#### Task input ####

//! Request Augmenter: attaches the current bearer credential.

use parking_lot::RwLock;
use reqwest::header::{AUTHORIZATION, HeaderMap, HeaderName, HeaderValue};
use tokenrelay_core::{CredentialStore, ExemptionSet, Secret};
use tracing::{trace, warn};

use crate::request::{ApiRequest, Channel};

/// Per-channel default headers, merged into every request on that channel.
#[derive(Debug, Default)]
pub struct ChannelDefaults {
    maps: [RwLock<HeaderMap>; 2],
}

impl ChannelDefaults {
    pub fn new() -> Self {
        Self::default()
    }

    /// Copy of the defaults for `channel`.
    pub fn get(&self, channel: Channel) -> HeaderMap {
        self.maps[channel.index()].read().clone()
    }

    pub fn insert(&self, channel: Channel, name: HeaderName, value: HeaderValue) {
        self.maps[channel.index()].write().insert(name, value);
    }

    pub fn remove(&self, channel: Channel, name: &HeaderName) {
        self.maps[channel.index()].write().remove(name);
    }

    /// Set `name` on every channel.
    pub fn insert_all(&self, name: HeaderName, value: HeaderValue) {
        for map in &self.maps {
            map.write().insert(name.clone(), value.clone());
        }
    }

    /// Remove `name` from every channel.
    pub fn remove_all(&self, name: &HeaderName) {
        for map in &self.maps {
            map.write().remove(name);
        }
    }
}

/// `Bearer <token>` as a sensitive header value.
///
/// Returns `None` if the token contains bytes not allowed in a header.
pub(crate) fn bearer_header(token: &Secret) -> Option<HeaderValue> {
    let mut value = HeaderValue::from_str(&format!("Bearer {}", token.expose())).ok()?;
    value.set_sensitive(true);
    Some(value)
}

/// Copy channel defaults into `request` without overriding headers it sets itself.
pub(crate) fn merge_defaults(request: &mut ApiRequest, defaults: &HeaderMap) {
    for (name, value) in defaults {
        if !request.headers.contains_key(name) {
            request.headers.insert(name.clone(), value.clone());
        }
    }
}

/// Prepare `request` for sending.
///
/// Channel defaults are merged first, then the `Authorization` header is
/// decided here and nowhere else:
/// - exempt endpoint: removed
/// - access credential stored: `Bearer <token>`
/// - no credential (or unreadable store): removed, so a default header from a
///   previous session cannot leak onto an unauthenticated request
pub async fn augment_request(
    request: &mut ApiRequest,
    defaults: &HeaderMap,
    exemptions: &ExemptionSet,
    store: &dyn CredentialStore,
) {
    merge_defaults(request, defaults);

    if exemptions.is_exempt(&request.path) {
        trace!(request_id = %request.id, path = %request.path, "exempt endpoint, no credential attached");
        request.headers.remove(AUTHORIZATION);
        return;
    }

    let token = match store.access_token().await {
        Ok(token) => token,
        Err(e) => {
            warn!(request_id = %request.id, error = %e, "could not read access token, sending without credential");
            None
        }
    };

    match token.as_ref().and_then(bearer_header) {
        Some(value) => {
            request.headers.insert(AUTHORIZATION, value);
        }
        None => {
            if token.is_some() {
                warn!(request_id = %request.id, "stored access token is not a valid header value");
            }
            request.headers.remove(AUTHORIZATION);
        }
    }
}

#[cfg(test)]
mod tests {
    use super::*;
    use reqwest::header::{ACCEPT, CONTENT_TYPE};
    use tokenrelay_core::{CredentialPair, MemoryStore, SecretCredentialStore};

    async fn store_with(access: Option<&str>) -> SecretCredentialStore<MemoryStore> {
        let store = SecretCredentialStore::new(MemoryStore::new(), "t");
        if let Some(access) = access {
            store
                .set_credentials(&CredentialPair::new(access, "rt"))
                .await
                .unwrap();
        }
        store
    }

    fn defaults_with_stale_auth() -> HeaderMap {
        let mut defaults = HeaderMap::new();
        defaults.insert(ACCEPT, HeaderValue::from_static("application/json"));
        defaults.insert(AUTHORIZATION, HeaderValue::from_static("Bearer stale"));
        defaults
    }

    #[tokio::test]
    async fn test_attaches_current_token() {
        let store = store_with(Some("fresh")).await;
        let mut request = ApiRequest::get("/api/v1/courses");

        augment_request(&mut request, &defaults_with_stale_auth(), &ExemptionSet::default(), &store).await;

        assert_eq!(request.headers[AUTHORIZATION], "Bearer fresh");
        assert!(request.headers[AUTHORIZATION].is_sensitive());
        assert_eq!(request.headers[ACCEPT], "application/json");
    }

    #[tokio::test]
    async fn test_removes_stale_default_without_token() {
        let store = store_with(None).await;
        let mut request = ApiRequest::get("/api/v1/courses");

        augment_request(&mut request, &defaults_with_stale_auth(), &ExemptionSet::default(), &store).await;

        assert!(request.headers.get(AUTHORIZATION).is_none());
    }

    #[tokio::test]
    async fn test_exempt_endpoint_never_gets_credential() {
        let store = store_with(Some("fresh")).await;
        let mut request = ApiRequest::post("/api/v1/authentications/login")
            .with_header(AUTHORIZATION, HeaderValue::from_static("Bearer caller-set"));

        augment_request(&mut request, &defaults_with_stale_auth(), &ExemptionSet::default(), &store).await;

        assert!(request.headers.get(AUTHORIZATION).is_none());
    }

    #[tokio::test]
    async fn test_request_headers_win_over_defaults() {
        let store = store_with(None).await;
        let mut defaults = HeaderMap::new();
        defaults.insert(CONTENT_TYPE, HeaderValue::from_static("application/json"));
        let mut request = ApiRequest::post("/x")
            .with_header(CONTENT_TYPE, HeaderValue::from_static("text/plain"));

        augment_request(&mut request, &defaults, &ExemptionSet::default(), &store).await;

        assert_eq!(request.headers[CONTENT_TYPE], "text/plain");
    }

    #[test]
    fn test_channel_defaults_are_independent() {
        let defaults = ChannelDefaults::new();
        defaults.insert(Channel::Json, ACCEPT, HeaderValue::from_static("application/json"));
        assert!(defaults.get(Channel::Multipart).get(ACCEPT).is_none());

        defaults.insert_all(AUTHORIZATION, HeaderValue::from_static("Bearer a"));
        assert_eq!(defaults.get(Channel::Multipart)[AUTHORIZATION], "Bearer a");

        defaults.remove_all(&AUTHORIZATION);
        for channel in Channel::ALL {
            assert!(defaults.get(channel).get(AUTHORIZATION).is_none());
        }
        assert_eq!(defaults.get(Channel::Json)[ACCEPT], "application/json");
    }

    #[test]
    fn test_remove_only_touches_one_channel() {
        let defaults = ChannelDefaults::new();
        defaults.insert_all(ACCEPT, HeaderValue::from_static("application/json"));

        defaults.remove(Channel::Multipart, &ACCEPT);
        defaults.remove(Channel::Multipart, &ACCEPT);

        assert!(defaults.get(Channel::Multipart).get(ACCEPT).is_none());
        assert_eq!(defaults.get(Channel::Json)[ACCEPT], "application/json");
    }

    #[tokio::test]
    async fn test_unencodable_token_is_dropped() {
        let store = store_with(Some("bad\ntoken")).await;
        let mut request = ApiRequest::get("/x");

        augment_request(&mut request, &defaults_with_stale_auth(), &ExemptionSet::default(), &store).await;

        assert!(request.headers.get(AUTHORIZATION).is_none());
    }
}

####

_Task statement_: Give again, exactly as written, the lines running from the first line of the data above through the line that contains "on that channel.".

_Answer to the problem_:
//! Request Augmenter: attaches the current bearer credential.

use parking_lot::RwLock;
use reqwest::header::{AUTHORIZATION, HeaderMap, HeaderName, HeaderValue};
use tokenrelay_core::{CredentialStore, ExemptionSet, Secret};
use tracing::{trace, warn};

use crate::request::{ApiRequest, Channel};

/// Per-channel default headers, merged into every request on that channel.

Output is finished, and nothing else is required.